§ **ACTION ITEM**
Show every line of the data that includes the word "PromptRequest".

----

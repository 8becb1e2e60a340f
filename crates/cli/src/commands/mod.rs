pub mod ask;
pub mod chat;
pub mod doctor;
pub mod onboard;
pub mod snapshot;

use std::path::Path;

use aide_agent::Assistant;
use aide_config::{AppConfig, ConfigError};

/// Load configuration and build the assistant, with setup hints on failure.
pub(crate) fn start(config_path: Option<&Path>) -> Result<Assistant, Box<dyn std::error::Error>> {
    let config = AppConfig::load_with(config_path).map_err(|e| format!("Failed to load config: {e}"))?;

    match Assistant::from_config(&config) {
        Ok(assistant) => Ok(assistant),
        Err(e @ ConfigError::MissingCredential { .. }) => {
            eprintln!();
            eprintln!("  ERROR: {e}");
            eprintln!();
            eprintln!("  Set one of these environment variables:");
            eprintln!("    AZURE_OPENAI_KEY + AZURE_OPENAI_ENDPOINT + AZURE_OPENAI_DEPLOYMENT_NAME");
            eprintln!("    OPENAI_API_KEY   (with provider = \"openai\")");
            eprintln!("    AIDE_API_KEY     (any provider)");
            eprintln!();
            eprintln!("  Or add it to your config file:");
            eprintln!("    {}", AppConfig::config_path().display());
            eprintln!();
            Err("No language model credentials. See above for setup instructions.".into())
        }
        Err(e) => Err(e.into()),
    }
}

----

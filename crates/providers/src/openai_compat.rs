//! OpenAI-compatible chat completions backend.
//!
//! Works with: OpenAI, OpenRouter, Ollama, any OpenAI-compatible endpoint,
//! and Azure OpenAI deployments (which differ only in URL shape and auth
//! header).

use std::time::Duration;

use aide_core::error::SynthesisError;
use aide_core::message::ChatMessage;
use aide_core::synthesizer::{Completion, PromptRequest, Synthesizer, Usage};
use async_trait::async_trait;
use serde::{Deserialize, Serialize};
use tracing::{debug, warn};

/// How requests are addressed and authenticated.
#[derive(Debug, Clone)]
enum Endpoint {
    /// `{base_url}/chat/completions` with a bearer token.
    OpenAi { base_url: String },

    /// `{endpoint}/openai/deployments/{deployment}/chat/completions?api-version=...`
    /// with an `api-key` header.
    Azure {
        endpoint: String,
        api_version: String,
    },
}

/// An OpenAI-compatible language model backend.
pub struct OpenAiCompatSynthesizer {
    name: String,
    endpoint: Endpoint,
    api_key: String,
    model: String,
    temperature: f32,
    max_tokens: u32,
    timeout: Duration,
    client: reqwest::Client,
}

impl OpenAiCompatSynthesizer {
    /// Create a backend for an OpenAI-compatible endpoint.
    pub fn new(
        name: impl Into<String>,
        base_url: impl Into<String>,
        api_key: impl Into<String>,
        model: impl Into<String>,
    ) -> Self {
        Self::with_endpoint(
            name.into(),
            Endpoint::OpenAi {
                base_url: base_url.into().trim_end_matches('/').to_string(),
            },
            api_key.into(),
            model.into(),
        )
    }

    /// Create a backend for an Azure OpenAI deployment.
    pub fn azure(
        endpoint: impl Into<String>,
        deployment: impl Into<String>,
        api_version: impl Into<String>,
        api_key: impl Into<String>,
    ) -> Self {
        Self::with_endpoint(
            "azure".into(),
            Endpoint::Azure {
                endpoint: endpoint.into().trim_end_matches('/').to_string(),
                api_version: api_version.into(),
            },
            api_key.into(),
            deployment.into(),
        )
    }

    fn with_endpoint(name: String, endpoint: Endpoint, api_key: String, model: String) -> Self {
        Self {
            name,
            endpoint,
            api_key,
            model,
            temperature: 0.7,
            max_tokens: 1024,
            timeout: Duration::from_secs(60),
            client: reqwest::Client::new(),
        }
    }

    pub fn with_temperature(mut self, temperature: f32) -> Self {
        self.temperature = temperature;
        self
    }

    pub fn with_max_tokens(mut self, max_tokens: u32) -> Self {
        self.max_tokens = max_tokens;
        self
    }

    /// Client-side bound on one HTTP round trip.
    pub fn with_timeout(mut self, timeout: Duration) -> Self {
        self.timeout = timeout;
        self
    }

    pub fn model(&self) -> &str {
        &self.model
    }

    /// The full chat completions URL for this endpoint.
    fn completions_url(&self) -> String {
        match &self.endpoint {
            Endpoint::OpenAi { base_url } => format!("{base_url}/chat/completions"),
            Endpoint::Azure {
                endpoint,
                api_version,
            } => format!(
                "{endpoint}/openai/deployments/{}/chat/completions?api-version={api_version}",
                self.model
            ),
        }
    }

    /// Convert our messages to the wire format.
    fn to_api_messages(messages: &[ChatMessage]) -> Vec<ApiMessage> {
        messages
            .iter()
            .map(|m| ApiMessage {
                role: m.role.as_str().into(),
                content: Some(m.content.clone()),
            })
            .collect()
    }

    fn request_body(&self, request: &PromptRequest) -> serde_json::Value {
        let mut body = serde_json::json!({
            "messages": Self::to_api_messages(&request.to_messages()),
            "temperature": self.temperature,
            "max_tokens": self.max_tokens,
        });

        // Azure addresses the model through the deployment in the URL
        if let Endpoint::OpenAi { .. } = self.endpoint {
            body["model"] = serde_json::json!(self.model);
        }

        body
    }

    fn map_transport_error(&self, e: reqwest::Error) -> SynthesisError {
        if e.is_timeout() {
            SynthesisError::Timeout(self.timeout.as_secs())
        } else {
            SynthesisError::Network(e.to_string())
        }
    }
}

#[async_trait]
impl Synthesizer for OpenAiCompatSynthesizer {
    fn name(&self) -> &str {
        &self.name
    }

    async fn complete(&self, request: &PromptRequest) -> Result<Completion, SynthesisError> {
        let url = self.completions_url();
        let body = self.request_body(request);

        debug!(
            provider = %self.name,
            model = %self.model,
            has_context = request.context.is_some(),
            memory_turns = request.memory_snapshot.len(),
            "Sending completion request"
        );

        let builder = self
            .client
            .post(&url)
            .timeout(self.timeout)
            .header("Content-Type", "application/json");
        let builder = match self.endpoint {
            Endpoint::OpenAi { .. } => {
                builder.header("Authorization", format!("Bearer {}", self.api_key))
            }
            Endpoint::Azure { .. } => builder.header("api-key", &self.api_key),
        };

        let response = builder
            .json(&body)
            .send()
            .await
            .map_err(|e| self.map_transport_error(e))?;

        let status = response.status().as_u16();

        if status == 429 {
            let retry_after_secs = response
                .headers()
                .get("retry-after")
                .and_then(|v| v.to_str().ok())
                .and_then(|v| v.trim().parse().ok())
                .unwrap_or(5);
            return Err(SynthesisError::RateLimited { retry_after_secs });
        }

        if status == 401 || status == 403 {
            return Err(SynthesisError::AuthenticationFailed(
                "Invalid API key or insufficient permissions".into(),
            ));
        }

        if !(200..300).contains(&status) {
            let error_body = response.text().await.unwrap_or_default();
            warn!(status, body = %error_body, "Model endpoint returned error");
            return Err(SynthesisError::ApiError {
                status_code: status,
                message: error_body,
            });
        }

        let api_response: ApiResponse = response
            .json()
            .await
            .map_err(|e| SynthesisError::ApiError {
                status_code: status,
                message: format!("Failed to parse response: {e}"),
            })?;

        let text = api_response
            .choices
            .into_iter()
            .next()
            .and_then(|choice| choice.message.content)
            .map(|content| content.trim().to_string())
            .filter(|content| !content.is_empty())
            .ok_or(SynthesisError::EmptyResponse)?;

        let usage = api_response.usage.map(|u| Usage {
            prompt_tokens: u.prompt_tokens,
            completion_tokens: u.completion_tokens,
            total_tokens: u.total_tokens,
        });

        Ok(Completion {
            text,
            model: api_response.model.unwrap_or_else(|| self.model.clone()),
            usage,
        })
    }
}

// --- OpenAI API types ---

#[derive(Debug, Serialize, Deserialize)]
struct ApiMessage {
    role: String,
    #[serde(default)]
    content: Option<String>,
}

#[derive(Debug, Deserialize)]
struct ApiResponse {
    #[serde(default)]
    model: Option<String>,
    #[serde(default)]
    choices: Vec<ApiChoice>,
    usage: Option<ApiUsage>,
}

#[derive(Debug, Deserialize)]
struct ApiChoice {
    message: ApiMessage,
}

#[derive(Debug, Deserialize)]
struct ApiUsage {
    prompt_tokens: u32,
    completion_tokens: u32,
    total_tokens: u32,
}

----

§ **RESPONSE**
use aide_core::synthesizer::{Completion, PromptRequest, Synthesizer, Usage};
    fn request_body(&self, request: &PromptRequest) -> serde_json::Value {
    async fn complete(&self, request: &PromptRequest) -> Result<Completion, SynthesisError> {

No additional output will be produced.